Monday, December 17, 2007

Whatever Challenges I Face As A Mother, At Least There is No Angry Bull Attempting to Gore My Children

“There’s this passage about Dolly that reminds me of you, let me read it out loud to you,” Jon called out to me on Sunday afternoon. Anna Karenin is not usually a novel a wife wants her husband to she her in, but this passage about Dolly (Kitty’s sister & the mother of six children) made me laugh so hard my tummy ripples woke our baby. The season is summer rather than winter, but Dolly's experiences are similar to mine this Advent. If, like me, you are finding Christmas a shock now that you are responsible for creating the warm religious memories for your family that you were simply handed as a girl, this passage is for you!

“The first days Dolly found life in the country very difficult. She used to stay in the country as a child and the impression she had retained was of the country as a place of refuge from all the trials of town; that life there, if not luxurious (and Dolly was easily reconciled to that), was cheap and comfortable; that there was plenty of everything, everything was cheap and easy to get, and children were happy. But now, coming to the country as mistress of the house, she was that it was all utterly unlike what she had fancied.

The day after their arrival it poured in torrents, and in the night the rain came through in the corridor and the nursery, so that the children’s beds had to be carried into the drawing room. There was no kitchen-maid to be found. Of the nine cows, according to the dairymaid, some were about to calve, others had just calved for the first time, some were old, and the rest hard-uddered, so there was scarcely enough butter or milk even for the children. There were no eggs. It was impossible to get any fowls and they were obliged to boil and roast tough, old, purplish roosters. No women to scrub the floors- they were all out in the potato-fields. Driving was out of the question because one of the horses was restive and bolted in the shafts. There was no place where they could bathe; the whole of the river-bank was trampled by the cattle and open to the road; even walks were impossible, for the cattle strayed into the garden through a gap in the hedge, and there was one terrible bull who bellowed and might therefore be expected to gore somebody. There were no proper cupboards for their clothes; such as there were would not shut at all, or else burst open when anyone passed. There were no pots or pans, no copper in wash-house, and not even an ironing board in the maids’ room.

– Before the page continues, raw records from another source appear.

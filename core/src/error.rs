use thiserror::Error;

/// Failures surfaced by client operations. None of them are retried; the
/// operation that produced one is abandoned and the user has to start again.
#[derive(Debug, Clone, Error, PartialEq, Eq)]
pub enum ClientError {
    /// Input rejected before anything was sent (file type, missing key, ...).
    #[error("{0}")]
    Validation(String),
    #[error("network error: {0}")]
    Network(String),
    #[error("could not decode server response: {0}")]
    Decode(String),
    /// The server decoded fine but answered `success: false`.
    #[error("{0}")]
    Rejected(String),
    #[error("storage error: {0}")]
    Storage(String),
}

impl ClientError {
    pub fn validation(message: impl Into<String>) -> Self {
        Self::Validation(message.into())
    }

    /// True for failures of the transport itself (request or body decoding).
    pub fn is_network(&self) -> bool {
        matches!(self, Self::Network(_) | Self::Decode(_))
    }
}

impl From<reqwest::Error> for ClientError {
    fn from(error: reqwest::Error) -> Self {
        if error.is_decode() {
            Self::Decode(error.to_string())
        } else {
            Self::Network(error.to_string())
        }
    }
}

impl From<serde_json::Error> for ClientError {
    fn from(error: serde_json::Error) -> Self {
        Self::Decode(error.to_string())
    }
}

impl From<std::io::Error> for ClientError {
    fn from(error: std::io::Error) -> Self {
        Self::Storage(error.to_string())
    }
}

pub type ClientResult<T> = Result<T, ClientError>;
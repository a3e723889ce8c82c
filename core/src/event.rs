use crate::error::ClientError;
use crate::poller::Tick;

/// What a running poller reports back to the controller.
#[derive(Debug, Clone, PartialEq)]
pub enum PollEvent {
    Tick(Tick),
    /// The feed failed; the poller has already stopped.
    Failed(ClientError),
}

/// Work queued for the controller. Background tasks never touch the app
/// state directly; they post one of these instead.
#[derive(Debug, Clone, PartialEq)]
pub enum AppEvent {
    Poll { session_id: String, event: PollEvent },
    /// Delayed history reload after a successful job.
    RefreshHistory,
    /// Delayed hide of the processing region after a job ended.
    HideProcessing,
}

At first, instead of finding peace and rest, Dolly was driven to despair by what, from here point of view, were dreadful calamities. She bustled about and did her utmost, but, feeling the hopelessness of the situation, had every minute to struggle with the tears that kept starting to her eyes.. .

The position seemed hopeless. But in the Oblonskys’ household, just as in all families, there was one inconspicuous yet most important and useful person- Matriona Filimonvovna. She soothed her mistress, assured her that it would “right itself” and set to work herself without hurry or fuss.

She had immediately made friends with the bailiff’s wife, and one the very first day she drank tea with her and the bailiff under the acacias, and talked things over. Soon a sort of club was established under the acacias, consisting of the bailiff’s wife, the village elder, and a clerk from the office; and there it was that the difficulties of existence were gradually smoothed away, so that within a week everything had in fact righted itself. The roof was mended, a kitchen-maid-a crony of the village elder’s- was found, the cows began to give milk, the garden hedge was stopped up with stakes, the carpenter made a mangle, hooks were put into the cupboards, and they ceased to burst open when not meant to, and an ironing-board covered with army cloth lay across the arm of a chair and the chest of drawers, and a smell of flat-irons soon pervaded the maids’ room.

“There, you see! And you were quite in despair”, said Matriona Filimonovna, pointing to the ironing-board.” (pg 281-282).

May whatever minor domestic crisis your family is currently experiencing this Advent "right itself" and leave you free to experience the full Peace of Christ during Christ's Mass.